While some railroads saw advantages in the Train Master's greater power, others thought the unit had too much horsepower. Other drawbacks were the difficulties inherent in maintaining the opposed-piston engine, inadequacies in the electrical system, and a higher-than-normal consumption of cooling water. All these contributed to poor market acceptance of the Train Masters—and ultimately the departure of F-M and CLC from the locomotive business.

==Variations==
Three carbody variants were produced. Phase 1a units had air-intake louvers in a continuous line along the top of the long hood and a wide separating strip between the radiator fans. Phase 1b had a "dip" in the long hood handrails to better follow the side walkways. Phase 2 units had fewer air-intake louvers, with large gaps separating them, and the radiators themselves were divided by a tiny metal strip.

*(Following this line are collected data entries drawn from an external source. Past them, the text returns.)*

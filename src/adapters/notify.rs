//! Operator e-mail notifications

use crate::adapters::platform::PlatformHttp;
use crate::config::schema::with_trailing_slash;
use crate::config::ArchivelinkConfig;
use crate::domain::{ArchiveError, Result};
use async_trait::async_trait;
use serde::Serialize;

/// E-mail to the operators of the service
#[derive(Debug, Clone, PartialEq, Eq)]
pub struct OperatorNotification {
    /// Reference shown in the notification log, usually the instance id
    pub senders_reference: String,
    pub recipients: Vec<String>,
    pub subject: String,
    pub body: String,
}

#[async_trait]
pub trait OperatorNotifier: Send + Sync {
    async fn notify(&self, notification: OperatorNotification) -> Result<()>;
}

#[derive(Debug, Serialize)]
#[serde(rename_all = "camelCase")]
struct EmailOrderRequest<'a> {
    senders_reference: &'a str,
    subject: &'a str,
    body: &'a str,
    content_type: &'a str,
    recipients: Vec<EmailRecipient<'a>>,
}

#[derive(Debug, Serialize)]
#[serde(rename_all = "camelCase")]
struct EmailRecipient<'a> {
    email_address: &'a str,
}

/// Notification orders through the platform notifications API
#[derive(Clone)]
pub struct HttpEmailNotifier {
    http: PlatformHttp,
    endpoint: String,
}

impl HttpEmailNotifier {
    pub fn new(config: &ArchivelinkConfig, http: PlatformHttp) -> Self {
        Self {
            http,
            endpoint: with_trailing_slash(&config.platform.notifications_endpoint),
        }
    }
}

#[async_trait]
impl OperatorNotifier for HttpEmailNotifier {
    async fn notify(&self, notification: OperatorNotification) -> Result<()> {
        if notification.recipients.is_empty() {
            return Err(ArchiveError::Notification(
                "Notification has no recipients".to_string(),
            ));
        }

        let request = EmailOrderRequest {
            senders_reference: &notification.senders_reference,
            subject: &notification.subject,
            body: &notification.body,
            content_type: "Plain",
            recipients: notification
                .recipients
                .iter()
                .map(|r| EmailRecipient { email_address: r })
                .collect(),
        };

        let url = format!("{}orders/email", self.endpoint);
        self.http
            .send(self.http.client().post(url).json(&request))
            .await
            .map_err(|e| ArchiveError::Notification(e.to_string()))?;

        tracing::info!(
            senders_reference = %notification.senders_reference,
            recipients = notification.recipients.len(),
            "Operator notification ordered"
        );
        Ok(())
    }
}

#[cfg(test)]
mod tests {
    use super::*;
    use crate::test_support::sample_config;
    use mockito::Matcher;

    #[tokio::test]
    async fn test_email_order() {
        let mut server = mockito::Server::new_async().await;
        server
            .mock("GET", "/Home/GetTestOrgToken")
            .match_query(Matcher::Any)
            .with_body("token")
            .create_async()
            .await;
        let mock = server
            .mock("POST", "/notifications/api/v1/orders/email")
            .match_body(Matcher::PartialJson(serde_json::json!({
                "sendersReference": "501337/abc",
                "subject": "Arkivering feilet",
                "contentType": "Plain",
                "recipients": [{ "emailAddress": "arkiv@kommune.no" }]
            })))
            .with_status(202)
            .with_body("{}")
            .create_async()
            .await;

        let mut config = sample_config();
        config.platform.notifications_endpoint =
            format!("{}/notifications/api/v1", server.url());
        config.platform.auth.local_token_url = format!("{}/Home/GetTestOrgToken", server.url());
        let notifier = HttpEmailNotifier::new(&config, PlatformHttp::new(&config).unwrap());

        notifier
            .notify(OperatorNotification {
                senders_reference: "501337/abc".to_string(),
                recipients: vec!["arkiv@kommune.no".to_string()],
                subject: "Arkivering feilet".to_string(),
                body: "Feil".to_string(),
            })
            .await
            .unwrap();
        mock.assert_async().await;
    }

    #[tokio::test]
    async fn test_notification_without_recipients_fails() {
        let config = sample_config();
        let notifier = HttpEmailNotifier::new(&config, PlatformHttp::new(&config).unwrap());
        let result = notifier
            .notify(OperatorNotification {
                senders_reference: "x".to_string(),
                recipients: vec![],
                subject: "s".to_string(),
                body: "b".to_string(),
            })
            .await;
        assert!(matches!(result, Err(ArchiveError::Notification(_))));
    }
}
//! Init command implementation
//!
//! This module implements the `init` command for generating a sample
//! configuration file.

use super::{EXIT_CONFIG, EXIT_FATAL, EXIT_OK};
use clap::Args;
use std::fs;
use std::path::Path;

/// Arguments for the init command
#[derive(Args, Debug)]
pub struct InitArgs {
    /// Path where to create the configuration file
    #[arg(short, long, default_value = "archivelink.toml")]
    pub output: String,

    /// Include optional sections with comments
    #[arg(long)]
    pub with_examples: bool,

    /// Overwrite existing file
    #[arg(long)]
    pub force: bool,
}

impl InitArgs {
    /// Execute the init command
    pub async fn execute(&self) -> anyhow::Result<i32> {
        tracing::info!(output = %self.output, "Initializing configuration file");

        println!("📝 Initializing archivelink configuration");
        println!();

        if Path::new(&self.output).exists() && !self.force {
            println!("❌ Configuration file already exists: {}", self.output);
            println!("   Use --force to overwrite");
            return Ok(EXIT_CONFIG);
        }

        let config_content = Self::generate_config(self.with_examples);

        match fs::write(&self.output, config_content) {
            Ok(_) => {
                println!("✅ Configuration file created: {}", self.output);
                println!();
                println!("Next steps:");
                println!("  1. Edit {} with your application and archive settings", self.output);
                println!("  2. Create a .env file with your credentials:");
                println!("     - Set ARCHIVELINK_TRANSPORT_INTEGRATION_PASSWORD");
                println!("     - Set ARCHIVELINK_PLATFORM_AUTH_CLIENT_SECRET (staging and production)");
                println!("  3. Validate configuration: archivelink validate-config");
                println!("  4. Start the receiver: archivelink run");
                println!();
                Ok(EXIT_OK)
            }
            Err(e) => {
                println!("❌ Failed to write configuration file");
                println!("   Error: {e}");
                Ok(EXIT_FATAL)
            }
        }
    }

    /// Generate the configuration, without comments unless `with_examples`
    fn generate_config(with_examples: bool) -> String {
        if with_examples {
            return CONFIG_TEMPLATE.to_string();
        }

        let mut lines: Vec<&str> = Vec::new();
        for line in CONFIG_TEMPLATE.lines() {
            if line.trim_start().starts_with('#') {
                continue;
            }
            if line.is_empty() && lines.last().map_or(true, |l| l.is_empty()) {
                continue;
            }
            lines.push(line);
        }
        let mut config = lines.join("\n");
        config.push('\n');
        config
    }
}

/// Every section, with optional ones commented out
const CONFIG_TEMPLATE: &str = r#"# Archivelink Configuration File
# Submits completed form instances to an archive over the message transport

# development | staging | production
environment = "development"

[application]
org = "ttd"
app = "my-app"
# Public URL of the app; instance URLs are built from it and used as
# correlation ids on archive messages
app_base_url = "https://ttd.apps.altinn.no/ttd/my-app/"
log_level = "info"
metadata_path = "config/applicationmetadata.json"
process_path = "config/process/process.bpmn"

[platform]
storage_endpoint = "https://platform.altinn.no/storage/api/v1/"
register_endpoint = "https://platform.altinn.no/register/api/v1/"
notifications_endpoint = "https://platform.altinn.no/notifications/api/v1/"
org_registry_url = "https://altinncdn.no/orgs/altinn-orgs.json"
timeout_seconds = 30
# subscription_key = "${ARCHIVELINK_PLATFORM_SUBSCRIPTION_KEY}"
# platform_access_token = "${ARCHIVELINK_PLATFORM_ACCESS_TOKEN}"

# Required outside development
# [platform.auth]
# token_url = "https://maskinporten.no/token"
# client_id = "your-client-id"
# client_secret = "${ARCHIVELINK_PLATFORM_AUTH_CLIENT_SECRET}"

[transport]
base_url = "https://api.fiks.ks.no"
account_id = "00000000-0000-0000-0000-000000000000"
integration_id = "00000000-0000-0000-0000-000000000000"
integration_password = "${ARCHIVELINK_TRANSPORT_INTEGRATION_PASSWORD}"
poll_interval_seconds = 5
tick_interval_ms = 1000
health_check_interval_seconds = 600

# Each value is either a literal or a binding into form data:
#   name = { value = "Kommunen" }
#   name = { binding = { data_type = "model", field = "recipient.name" } }
[archive.recipient]
account = { value = "00000000-0000-0000-0000-000000000000" }
identifier = { value = "KOMMUNE" }
name = { binding = { data_type = "model", field = "recipient.name" } }
# org_number = { value = "944000111" }

[archive.documents]
primary = { data_type = "model", filename = "skjema.json" }
attachments = [{ data_type = "attachment" }]

# Overrides for the archive record; all optional
# [archive.metadata]
# case_file_id = { binding = { data_type = "model", field = "caseFileId" } }
# case_file_title = { value = "Byggesøknad" }
# journal_entry_title = { binding = { data_type = "model", field = "title" } }
# system_id = { value = "Skjemasystem" }
# rule_id = { value = "regel-1" }

[archive.receipt]
confirmation_record = { data_type = "archive-receipt" }
archive_record = { data_type = "archive-record" }

[archive.auto_send]
after_task_id = "Task_2"
success_handling = { move_to_next_task = true, mark_instance_complete = true }
error_handling = { move_to_next_task = true, action = "reject", send_email_notifications = true, email_recipients = ["arkiv@example.no"] }

[notifications]
email_subject = "Arkivering feilet"
email_body = "Arkivering av instans {instance_id} feilet: {error}"

[logging]
local_enabled = true
local_path = "/var/log/archivelink"
local_rotation = "daily"
"#;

===Units manufactured by Fairbanks-Morse (1953-1957)===

| Railroad | Quantity | Road numbers | Notes |
|---|---|---|---|
| Fairbanks-Morse (demonstrator units) | 4 | TM-1 – TM-4 | TM-1 & TM-2 to Wabash Railroad 550–551; TM-3 & TM-4 to Southern Pacific 4800–4801/3020–3021 |
| Canadian National Railway | 1 | 3000 | Later renumbered 2900. |
| Canadian Pacific Railway | 1 | 8900 | Only CPR Train Master built by FM (not CLC). Delivered with a single steam generator. Remaining (twenty) CPR Train Masters (8901-8920) built by CLC (see below). |
| Central Railroad of New Jersey | 13 | 2401–2413 |  |
| Delaware, Lackawanna and Western Railroad | 12 | 850–861 | to Erie Lackawanna Railroad 1850–1861 |
| Pennsylvania Railroad | 9 | 8699–8707 | to Penn Central 6700–6708 |
| Reading Company | 17 | 800–808, 860–867 |  |
| Southern Pacific | 14 | 4802–4815, 4800-4815 | Renumbered 3020–3035 in 1965 |
| Southern Railway (CNO&TP) | 5 | 6300–6304 |  |
| Virginian Railway | 25 | 50–74 | to Norfolk and Western Railway 150–174 |
| Wabash Railroad | 6 | 552–554, 552A–554A | Renumbered 552–557 |
| Total | 107 |  |  |

===Units manufactured by the Canadian Locomotive Company (1956)===

| Railroad | Quantity | Road numbers | Notes |
|---|---|---|---|
| Canadian Pacific Railway | 20 | 8901–8920 | CP 8905 is the only H-24-66 preserved. It can be seen at the Canadian Railway Museum in Saint-Constant, Quebec, Canada. 8901-8904 originally delivered with unique wide short hoods housing dual steam generators, converted to normal hood width when SG's removed. |

==Preservation==
Only one Train Master locomotive has survived intact: former Canadian Pacific Railway (CPR) H-24-66 #8905 is preserved on static display at the Canadian Railway Museum in Saint-Constant, Quebec.

Some former Virginian Railway Train Masters were rebuilt into slugs by the Norfolk and Western Railway; they survived well into Norfolk Southern service. One is preserved at the Reading Railroad Heritage Museum in Hamburg, Pennsylvania.